Contraception in the media

Media articles on contraception surveys and how silly teh wimminz are pretty much always bother me. For a whole variety of reasons.

Here’s one of them. There is so much elided, left out, glossed over, ignored, probably not even known by the author. So many opportunities lost to examine the actual issues. So many assumptions made.

Women fear GP contraception chat

Some women fear asking their doctor about contraception as much as a visit to the dentist, a new report has suggested.

A tenth of women admit they find it equally nerve-racking, in the poll conducted by Bayer Healthcare.

Sure. And why is that? Could it be their previous experiences with doctors, slut-shaming, fat-shaming, dismissing, assaulting them? Could it be that having coerced pelvic exams and Pap smears (with scripts withheld till they comply) flashes them back to their rape(s)? That some doctors bring their own religious crap to the consultations instead of being professional? A zillion other reasons?

The report shows almost a quarter of sexually active women have not spoken to their GPs about contraception at all.

And? Maybe some or all of the above. Maybe they’re trying to get pregnant. Maybe they’re only sexually active with women. Maybe they’re partnered with a man who’s had a vasectomy. Maybe they’re using condoms or a cervical cap. Maybe they’re not having PIV sex.

Women spend less than 10 minutes a year talking to their doctor about contraception, the poll also revealed.

And this is my biggest “So?” There is no way in hell I’ve spent an average of ten minutes – one full consultation – every single year of my sexually active life talking with a doctor about contraception. And I’ve been around the contraceptive block- I’ve been on a good half dozen or so kinds of pill, an IUD, used FAM, three different types of barriers, used the lactational amenorrhea method, taken EC once, and had a sterilisation.
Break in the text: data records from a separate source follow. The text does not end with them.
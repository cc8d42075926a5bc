//! Variant generation — runs one idea through every variant type at once.
//!
//! Flow: per-type prompt → concurrent LLM calls → sanitize → persist → return
//!       in canonical order.
//!
//! The batch is all-or-nothing: one failed variant fails the whole request so
//! the caller never renders a partial set. Regeneration of a single type is
//! the one exception and touches nothing but that type.

use std::time::Instant;

use chrono::Utc;
use futures::future::try_join_all;
use sha2::{Digest, Sha256};
use tracing::{info, warn};
use uuid::Uuid;

use crate::errors::AppError;
use crate::generation::prompts::{build_variant_prompt, variant_system};
use crate::generation::sanitize::sanitize_output;
use crate::generation::variant_types::{max_tokens_for, plan_for, target_length};
use crate::llm_client::{CompletionParams, LlmClient, MODEL};
use crate::models::profile::{ProfileRecord, VoiceProfile};
use crate::models::variant::{Variant, VariantMetadata, VariantType};
use crate::store::ProfileStore;

// ────────────────────────────────────────────────────────────────────────────
// Batch generation
// ────────────────────────────────────────────────────────────────────────────

/// Generates all six variants of `idea` in the loaded profile's voice.
///
/// Calls run concurrently; `try_join_all` keeps the result in canonical
/// `VariantType::ALL` order no matter which call finishes first, and aborts
/// the batch on the first failure. Variants are persisted only after every
/// call has succeeded, so a failed batch leaves no rows behind.
pub async fn generate_all(
    store: &dyn ProfileStore,
    llm: &LlmClient,
    record: &ProfileRecord,
    idea: &str,
) -> Result<Vec<Variant>, AppError> {
    let started = Instant::now();

    let calls = VariantType::ALL
        .iter()
        .map(|&variant_type| generate_one(llm, &record.profile, variant_type, idea));
    let variants = try_join_all(calls).await?;

    for variant in &variants {
        store
            .save_variant(record.owner_id, record.id, variant)
            .await?;
    }

    info!(
        "Generated {} variants for profile {} in {} ms",
        variants.len(),
        record.id,
        started.elapsed().as_millis()
    );

    Ok(variants)
}

/// Regenerates a single variant type for an idea the user wants another take
/// on. Earlier variants of the same type stay in history; the newest one
/// lists first.
pub async fn regenerate(
    store: &dyn ProfileStore,
    llm: &LlmClient,
    record: &ProfileRecord,
    variant_type: VariantType,
    idea: &str,
) -> Result<Variant, AppError> {
    let variant = generate_one(llm, &record.profile, variant_type, idea).await?;
    store
        .save_variant(record.owner_id, record.id, &variant)
        .await?;

    info!(
        "Regenerated {} variant for profile {}",
        variant_type.as_str(),
        record.id
    );

    Ok(variant)
}

// ────────────────────────────────────────────────────────────────────────────
// Single-variant call
// ────────────────────────────────────────────────────────────────────────────

/// Runs one LLM call for one variant type and wraps the cleaned output.
///
/// Output that sanitizes down to nothing is a failed generation, not an empty
/// variant; the transport layer already retried anything retryable.
async fn generate_one(
    llm: &LlmClient,
    profile: &VoiceProfile,
    variant_type: VariantType,
    idea: &str,
) -> Result<Variant, AppError> {
    let plan = plan_for(variant_type);
    let target = target_length(profile.structure.avg_length, variant_type);
    let prompt = build_variant_prompt(profile, variant_type, idea);
    let params = CompletionParams {
        temperature: plan.temperature,
        max_tokens: max_tokens_for(target),
    };

    let started = Instant::now();
    let raw = llm
        .complete(&variant_system(), &prompt, params)
        .await
        .map_err(|e| AppError::Generation(format!("{} variant: {e}", variant_type.as_str())))?;
    let duration_ms = started.elapsed().as_millis() as u64;

    let content = sanitize_output(&raw);
    if content.is_empty() {
        warn!(
            "{} variant sanitized to empty output (raw was {} chars)",
            variant_type.as_str(),
            raw.chars().count()
        );
        return Err(AppError::Generation(format!(
            "{} variant produced no usable text",
            variant_type.as_str()
        )));
    }

    let character_count = content.chars().count();
    Ok(Variant {
        id: Uuid::new_v4(),
        variant_type,
        content,
        character_count,
        metadata: VariantMetadata {
            duration_ms,
            prompt_digest: format!("{:x}", Sha256::digest(prompt.as_bytes())),
            model: MODEL.to_string(),
        },
        created_at: Utc::now(),
    })
}

// ────────────────────────────────────────────────────────────────────────────
// Tests
// ────────────────────────────────────────────────────────────────────────────

#[cfg(test)]
mod tests {
    use super::*;
    use std::time::Duration;

    use serde_json::json;
    use wiremock::matchers::{body_string_contains, method, path};
    use wiremock::{Mock, MockServer, ResponseTemplate};

    use crate::models::profile::test_fixtures::make_record;
    use crate::store::MemoryProfileStore;

    fn completion_response(text: &str) -> serde_json::Value {
        json!({
            "content": [{"type": "text", "text": text}],
            "usage": {"input_tokens": 900, "output_tokens": 120}
        })
    }

    /// Mounts one mock per variant type, keyed on the framing text that only
    /// that type's prompt contains.
    async fn mount_variant_mocks(server: &MockServer) {
        let responses = [
            ("sharp, punchy", "Short take.", 40u64),
            ("compact story", "A story with a turn.", 0),
            ("comprehensive, substantive", "The long detailed take.", 20),
            ("multi-part thread", "Thread opener. 1/", 0),
            ("relaxed, personal register", "Honestly, this one is personal.", 0),
            ("authoritative, insight-driven", "The professional angle.", 0),
        ];
        for (needle, text, delay_ms) in responses {
            Mock::given(method("POST"))
                .and(path("/v1/messages"))
                .and(body_string_contains(needle))
                .respond_with(
                    ResponseTemplate::new(200)
                        .set_body_json(completion_response(text))
                        .set_delay(Duration::from_millis(delay_ms)),
                )
                .mount(server)
                .await;
        }
    }

    #[tokio::test]
    async fn test_generate_all_returns_canonical_order_despite_completion_order() {
        let server = MockServer::start().await;
        mount_variant_mocks(&server).await;
        let llm = LlmClient::with_base_url("test-key".into(), &server.uri(), 0);
        let store = MemoryProfileStore::new();
        let record = make_record(Uuid::new_v4());

        let variants = generate_all(&store, &llm, &record, "ship early and iterate")
            .await
            .unwrap();

        assert_eq!(variants.len(), 6);
        for (variant, expected_type) in variants.iter().zip(VariantType::ALL) {
            assert_eq!(variant.variant_type, expected_type);
        }
        // the delayed short-punchy call still lands first in the output
        assert_eq!(variants[0].content, "Short take.");
        assert_eq!(variants[3].content, "Thread opener. 1/");
    }

    #[tokio::test]
    async fn test_generate_all_persists_every_variant() {
        let server = MockServer::start().await;
        mount_variant_mocks(&server).await;
        let llm = LlmClient::with_base_url("test-key".into(), &server.uri(), 0);
        let store = MemoryProfileStore::new();
        let record = make_record(Uuid::new_v4());

        generate_all(&store, &llm, &record, "an idea").await.unwrap();

        let stored = store
            .list_variants(record.owner_id, record.id)
            .await
            .unwrap();
        assert_eq!(stored.len(), 6);
    }

    #[tokio::test]
    async fn test_generate_all_is_all_or_nothing() {
        let server = MockServer::start().await;
        // thread-style prompts fail hard; 400 is not retried by the client
        Mock::given(method("POST"))
            .and(path("/v1/messages"))
            .and(body_string_contains("multi-part thread"))
            .respond_with(
                ResponseTemplate::new(400)
                    .set_body_json(json!({"error": {"message": "bad request"}})),
            )
            .mount(&server)
            .await;
        Mock::given(method("POST"))
            .and(path("/v1/messages"))
            .respond_with(ResponseTemplate::new(200).set_body_json(completion_response("fine")))
            .mount(&server)
            .await;
        let llm = LlmClient::with_base_url("test-key".into(), &server.uri(), 0);
        let store = MemoryProfileStore::new();
        let record = make_record(Uuid::new_v4());

        let err = generate_all(&store, &llm, &record, "an idea")
            .await
            .unwrap_err();

        assert!(matches!(err, AppError::Generation(_)));
        assert!(err.to_string().contains("thread-style"));
        let stored = store
            .list_variants(record.owner_id, record.id)
            .await
            .unwrap();
        assert!(stored.is_empty(), "failed batch must persist nothing");
    }

    #[tokio::test]
    async fn test_generate_one_sanitizes_and_fills_metadata() {
        let server = MockServer::start().await;
        Mock::given(method("POST"))
            .and(path("/v1/messages"))
            .respond_with(
                ResponseTemplate::new(200)
                    .set_body_json(completion_response("Here's your post: Ship it.\n")),
            )
            .expect(1)
            .mount(&server)
            .await;
        let llm = LlmClient::with_base_url("test-key".into(), &server.uri(), 0);
        let record = make_record(Uuid::new_v4());

        let variant = generate_one(&llm, &record.profile, VariantType::ShortPunchy, "an idea")
            .await
            .unwrap();

        assert_eq!(variant.content, "Ship it.");
        assert_eq!(variant.character_count, 8);
        assert_eq!(variant.metadata.model, MODEL);
        assert_eq!(variant.metadata.prompt_digest.len(), 64);
        assert!(variant
            .metadata
            .prompt_digest
            .chars()
            .all(|c| c.is_ascii_hexdigit()));
    }

    #[tokio::test]
    async fn test_generate_one_rejects_output_that_sanitizes_to_empty() {
        let server = MockServer::start().await;
        // a bare acknowledgment is all preamble; not a transport failure, so
        // no retry happens
        Mock::given(method("POST"))
            .and(path("/v1/messages"))
            .respond_with(ResponseTemplate::new(200).set_body_json(completion_response("Sure!")))
            .expect(1)
            .mount(&server)
            .await;
        let llm = LlmClient::with_base_url("test-key".into(), &server.uri(), 0);
        let record = make_record(Uuid::new_v4());

        let err = generate_one(&llm, &record.profile, VariantType::MediumStory, "an idea")
            .await
            .unwrap_err();

        assert!(err.to_string().contains("no usable text"));
    }

    #[tokio::test]
    async fn test_regenerate_appends_to_history_newest_first() {
        let server = MockServer::start().await;
        Mock::given(method("POST"))
            .and(path("/v1/messages"))
            .respond_with(
                ResponseTemplate::new(200).set_body_json(completion_response("another take")),
            )
            .mount(&server)
            .await;
        let llm = LlmClient::with_base_url("test-key".into(), &server.uri(), 0);
        let store = MemoryProfileStore::new();
        let record = make_record(Uuid::new_v4());

        let first = regenerate(&store, &llm, &record, VariantType::CasualPersonal, "an idea")
            .await
            .unwrap();
        let second = regenerate(&store, &llm, &record, VariantType::CasualPersonal, "an idea")
            .await
            .unwrap();

        let stored = store
            .list_variants(record.owner_id, record.id)
            .await
            .unwrap();
        assert_eq!(stored.len(), 2);
        assert_eq!(stored[0].id, second.id);
        assert_eq!(stored[1].id, first.id);
        assert!(stored
            .iter()
            .all(|v| v.variant_type == VariantType::CasualPersonal));
    }
}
Not in that order.

Barring complicated medical issues, there really isn’t a huge amount to talk about year-in, year-out. Women often have a fair idea what sort(s) of contraception they’d like; it doesn’t take long to point out salient information, point out where to access more salient information, offer options, and do the relevant checks.

Dr Tina Peers, Consultant in Contraception and Sexual Health, said: “There is more choice than ever for women of all ages – there are actually 15 methods of contraception and as an example, there are over 20 different types of oral contraceptives available, but women in their 20s and 30s seem to be denying themselves the chance to make an informed choice. “

Newsflash: doctors aren’t the only source of information on contraception.
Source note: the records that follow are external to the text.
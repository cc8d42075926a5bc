// Variant Generation Engine
// Implements: per-type length/temperature planning, prompt build, concurrent
// six-way fan-out, output sanitization, regeneration.
// All LLM calls go through llm_client — no direct Anthropic SDK calls here.

pub mod handlers;
pub mod orchestrator;
pub mod prompts;
pub mod sanitize;
pub mod variant_types;
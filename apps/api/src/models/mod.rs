pub mod profile;
pub mod sample;
pub mod variant;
This whole article seems to be assuming that Dr J. Random GP is competent and up-to-date in their contraceptive knowledge in the first place, which is by no means a foregone conclusion. Often, you can access higher quality advice elsewhere.

And if the doctor-patient consultation length is not enough for the woman to make an informed choice, that doesn’t mean she is “denying herself” that chance. It takes two to tango. Are women always in control of medical consultations?

The reticence to speak about contraception with the doctor extends to women talking about it with people a little closer to home.

The research shows more than half of women (56%) say the person they’re sleeping with is not the person they’re most comfortable with discussing contraception.

And? I’d imagine many women are very, very comfortable indeed discussing contraception with their female friends. Or perhaps some are most comfortable discussing the details with their nurse, midwife, or even doctor. Does the sexual partner have to be the person a woman is most comfortable discussing contraception with? So long as it gets discussed in a functional way at some stage, what’s the problem?

There is a huge role for better contraceptive education for all genders, for more sex education for all genders (which is far, far bigger than instructing women about contraception), for discussing ways to achieve these things.

This article? Sneering at women? Making a baseline assumption that longer GP-woman chats are the optimal way to achieve contraceptive ed? No.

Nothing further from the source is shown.